Organigramme » Jacques Pons

Editeur : Hugo Thriller

Livre : ICI

La vision sans exécution n’est qu’hallucination.

Telle est la devise du célèbre patron de la Maison Louis Laigneau, fleuron du luxe français. Martelée en chaque occasion, de séminaires de créativité entre beautiful people en conference calls des membres du CoDir, elle va également devenir celle d’un tueur dont le seul but est d’anéantir de façon brutale, méthodique et cruelle l’intégralité de l’entreprise et de ses salariés.

Quelles sont ses motivations? Quelles sont réellement ses cibles? Pourquoi un tel déferlement de haine froide?

Une chose est sûre: rien ni personne ne sera épargné dans la réalisation de ce mortel projet.

 

 

⭐⭐⭐⭐

Cela fait un moment que ce thriller est paru, mais il c’était perdu dans les méandres de ma PAL et du coup n’était pas au bon endroit et j’ai complètement oublié de le lire au moment de sa sortie…

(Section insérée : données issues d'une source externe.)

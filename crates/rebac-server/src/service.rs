//! Transport-agnostic authorization service.
//!
//! `AuthorizationService` wires the in-memory tuple store, the model store,
//! the graph resolver and the batch handler together from a
//! [`ServiceConfig`]. Hosts embed it behind whatever transport they expose.

use std::sync::Arc;

use rebac_domain::error::{DomainError, DomainResult};
use rebac_domain::model::{AuthorizationModel, ModelStore, ModelVersionSummary, Subject, TupleKey};
use rebac_domain::resolver::{
    CheckRequest, CheckResult, ConsistencyToken, ExpandRequest, ExpandResult, GraphResolver,
    ListObjectsRequest, ListObjectsResult, ListUsersRequest, ListUsersResult, ModelReader,
};
use rebac_storage::{MemoryTupleStore, StorageError, StoredTuple, TupleFilter, TupleStore};
use serde::{Deserialize, Serialize};
use tracing::{info, instrument};

use crate::adapters::{map_storage_error, StoreTupleReader};
use crate::config::{ConfigLoadError, ServiceConfig};
use crate::handlers::batch::{
    BatchCheckHandler, BatchCheckRequest, BatchCheckResponse, BatchCheckResult,
};

type Reader = StoreTupleReader<MemoryTupleStore>;

/// Outcome of a tuple write.
#[derive(Debug, Clone, PartialEq, Eq, Serialize, Deserialize)]
pub struct WriteResponse {
    /// Token pinning the snapshot that includes this write.
    pub consistency_token: String,
    pub written: usize,
    pub deleted: usize,
}

/// Tuples matching a read filter.
#[derive(Debug, Clone, PartialEq, Serialize, Deserialize)]
pub struct ReadResponse {
    pub tuples: Vec<TupleKey>,
    pub consistency_token: String,
}

/// The authorization service.
pub struct AuthorizationService {
    store: Arc<MemoryTupleStore>,
    models: Arc<ModelStore>,
    resolver: Arc<GraphResolver<Reader, ModelStore>>,
    batch: BatchCheckHandler<Reader, ModelStore>,
    retention_txids: Option<u64>,
}

impl AuthorizationService {
    /// Builds a service from a validated configuration.
    pub fn from_config(config: &ServiceConfig) -> Result<Self, ConfigLoadError> {
        config.validate()?;

        let store = MemoryTupleStore::new_shared();
        let models = Arc::new(ModelStore::new());
        let reader = Arc::new(StoreTupleReader::new(Arc::clone(&store)));
        let resolver = Arc::new(GraphResolver::with_config(
            reader,
            Arc::clone(&models),
            config.resolver_config(),
        ));
        let batch = BatchCheckHandler::new(Arc::clone(&resolver))
            .with_limits(config.batch.max_items, config.batch.concurrency);

        info!(
            backend = %config.storage.backend,
            max_depth = config.resolver.max_depth,
            cache = config.cache.enabled,
            "authorization service ready"
        );
        Ok(Self {
            store,
            models,
            resolver,
            batch,
            retention_txids: config.storage.retention_txids,
        })
    }

    pub fn tuple_store(&self) -> &Arc<MemoryTupleStore> {
        &self.store
    }

    pub fn model_store(&self) -> &Arc<ModelStore> {
        &self.models
    }

    pub fn resolver(&self) -> &Arc<GraphResolver<Reader, ModelStore>> {
        &self.resolver
    }

    // ---- model administration ----

    /// Validates and stores a new model version without activating it.
    pub fn publish_model(&self, model: AuthorizationModel) -> DomainResult<u64> {
        self.models.publish(model)
    }

    pub fn activate_model(&self, version_id: u64) -> DomainResult<()> {
        self.models.activate(version_id)
    }

    pub fn publish_and_activate_model(&self, model: AuthorizationModel) -> DomainResult<u64> {
        self.models.publish_and_activate(model)
    }

    pub fn list_model_versions(&self) -> Vec<ModelVersionSummary> {
        self.models.list_versions()
    }

    // ---- queries ----

    pub async fn check(&self, request: &CheckRequest) -> DomainResult<CheckResult> {
        self.resolver.check(request).await
    }

    pub async fn batch_check(&self, request: BatchCheckRequest) -> BatchCheckResult<BatchCheckResponse> {
        self.batch.check(request).await
    }

    pub async fn list_objects(&self, request: &ListObjectsRequest) -> DomainResult<ListObjectsResult> {
        self.resolver.list_objects(request).await
    }

    pub async fn list_users(&self, request: &ListUsersRequest) -> DomainResult<ListUsersResult> {
        self.resolver.list_users(request).await
    }

    pub async fn expand(&self, request: &ExpandRequest) -> DomainResult<ExpandResult> {
        self.resolver.expand(request).await
    }

    // ---- tuples ----

    /// Applies deletes and writes in one transaction.
    ///
    /// Writes must be assignable under the active model. Deletes are only
    /// parsed, so tuples written under an older model can still be removed.
    #[instrument(skip(self, writes, deletes), fields(writes = writes.len(), deletes = deletes.len()))]
    pub async fn write_tuples(
        &self,
        writes: Vec<TupleKey>,
        deletes: Vec<TupleKey>,
    ) -> DomainResult<WriteResponse> {
        if writes.is_empty() && deletes.is_empty() {
            return Err(DomainError::InvalidRequest {
                message: "write must contain at least one tuple".to_string(),
            });
        }
        let model = self.models.get_active_model().await?;

        let writes = writes
            .iter()
            .map(|tuple| {
                model.validate_tuple(tuple)?;
                to_stored(tuple)
            })
            .collect::<DomainResult<Vec<_>>>()?;
        let deletes = deletes.iter().map(to_stored).collect::<DomainResult<Vec<_>>>()?;

        let outcome = self
            .store
            .write(writes, deletes)
            .await
            .map_err(map_write_error)?;

        Ok(WriteResponse {
            consistency_token: ConsistencyToken::new(outcome.txid, model.version_id).encode()?,
            written: outcome.written,
            deleted: outcome.deleted,
        })
    }

    /// Reads tuples matching `filter` at the token's snapshot, or the latest.
    pub async fn read_tuples(
        &self,
        filter: &TupleFilter,
        consistency_token: Option<&str>,
    ) -> DomainResult<ReadResponse> {
        let token = match consistency_token {
            Some(encoded) => ConsistencyToken::decode(encoded)?,
            None => {
                let txid = self.store.watermark().await.map_err(map_storage_error)?;
                ConsistencyToken::new(txid, self.models.active_version().unwrap_or_default())
            }
        };

        let tuples = self
            .store
            .read_tuples(filter, token.txid)
            .await
            .map_err(map_read_error)?;

        Ok(ReadResponse {
            tuples: tuples.into_iter().map(to_tuple_key).collect(),
            consistency_token: token.encode()?,
        })
    }

    /// Drops tombstones older than the configured retention window.
    ///
    /// Without a retention setting every tombstone is kept and this is a
    /// no-op.
    pub async fn compact(&self) -> DomainResult<usize> {
        let Some(retention) = self.retention_txids else {
            return Ok(0);
        };
        let watermark = self.store.watermark().await.map_err(map_storage_error)?;
        self.store
            .compact(watermark.saturating_sub(retention))
            .await
            .map_err(map_storage_error)
    }
}

fn to_stored(tuple: &TupleKey) -> DomainResult<StoredTuple> {
    let (subject, object) = tuple.parse()?;
    let (user_type, user_id, user_relation) = match subject {
        Subject::Object(id) => (id.object_type, id.object_id, None),
        Subject::Userset(userset) => (
            userset.object.object_type,
            userset.object.object_id,
            Some(userset.relation),
        ),
        Subject::Wildcard { user_type } => (user_type, "*".to_string(), None),
    };

    let stored = StoredTuple::new(
        object.object_type,
        object.object_id,
        tuple.relation.as_str(),
        user_type,
        user_id,
        user_relation,
    );
    Ok(match &tuple.condition_name {
        Some(name) => stored.with_condition(name.as_str(), tuple.condition_context.clone()),
        None => stored,
    })
}

fn to_tuple_key(tuple: StoredTuple) -> TupleKey {
    let key = TupleKey::new(
        tuple.user(),
        tuple.relation.as_str(),
        format!("{}:{}", tuple.object_type, tuple.object_id),
    );
    match tuple.condition_name {
        Some(name) => key.with_condition(name, tuple.condition_context),
        None => key,
    }
}

/// Rejected writes are the caller's fault, not a store failure.
fn map_write_error(err: StorageError) -> DomainError {
    match err {
        StorageError::InvalidInput { .. } | StorageError::ConditionConflict(_) => {
            DomainError::InvalidRequest {
                message: err.to_string(),
            }
        }
        other => map_storage_error(other),
    }
}

fn map_read_error(err: StorageError) -> DomainError {
    match err {
        StorageError::InvalidFilter { .. } => DomainError::InvalidRequest {
            message: err.to_string(),
        },
        other => map_storage_error(other),
    }
}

Si j’ai voulu découvrir ce livre, c’est parce que c’est le premier de Jacques Pons et qu’il a reçu la mention coup de coeur RTL 2018, je me suis dis qu’il valait la peine de lui consacrer un peu de temps. Franchement je ne le regrettes absolument pas, bien que j’ai un petit bémol sur la fin que nous donne l’auteur, je la trouve un peu trop « grosse » par rapport au récit lui-même, mais là, ce n’est que mon avis personnel, cela ne sera certainement pas le vôtre.

Si je ne prend pas en considération mon problème avec la fin, honnêtement pour un premier thriller, je trouve que l’auteur est franchement bien parti pour nous en offrir d’autres par la suite (j’espère d’ailleurs que c’est le cas).

Les chapitres courts donnent un rythme plus rapide lors de la lecture, dans les thrillers je trouve que c’est un excellent choix de découpage, cela empêche le lecteur de vouloir poser son livre. Il n’y a pas que les chapitres courts qui donnent cet effet, il y a également l’intrigue elle-même, et je peux vous dire que même avec des chapitres plus longs, j’aurais autant apprécié me torturer les méninges comme ce fut le cas ici.

Au début du livre, l’auteur nous offre un organigramme avec divers noms, je me suis prise au jeu de trouver le ou les coupable(s) en notant les noms sur un carnet qui m’accompagne toujours lors de mes lectures. Je barrais au fur et à mesure ceux qui, pour moi, n’étaient pas coupables, ainsi que ceux pour qui être coupable était devenu impossible vu qu’ils étaient morts. Mais au final, avais-je bien mené l’enquête ? Hummm je ne vous le dirai pas, mais croyez-moi, vous risquez d’être étonné !

Un premier thriller, j’espère pas le dernier, d’un auteur que je vais suivre avec un grand intérêt.

Voilà. Nous y sommes.
Ils n’ont, pour la plupart, plus la force de crier. Les plus résistants trouvent encore la ressource pour gémir. Je les hais. Je les plains mais je les hais. Je ne les connais pas tous. Il y en a même que je n’avais jamais vus auparavant. Tant pis. Il est trop tard pour renoncer. Ils paieront pour les autres, et comme les autres.
Mon seul regret est de ne pas assister à leur fin. Je me console en me repassant le film de ces dernières heures. J’ai vu la faim dévorer leurs traits. J’ai vu la soif creuser leurs yeux. J’ai vu la peur tordre leurs mains, cédant rapidement place à une terreur paniquée. J’ai vu le renoncement dans leurs silhouettes abattues. J’ai vu le désir d’en finir sourdre de chaque flaque d’urine, bourgeonner sur chaque monceau d’excréments. Ils me dégoûtent.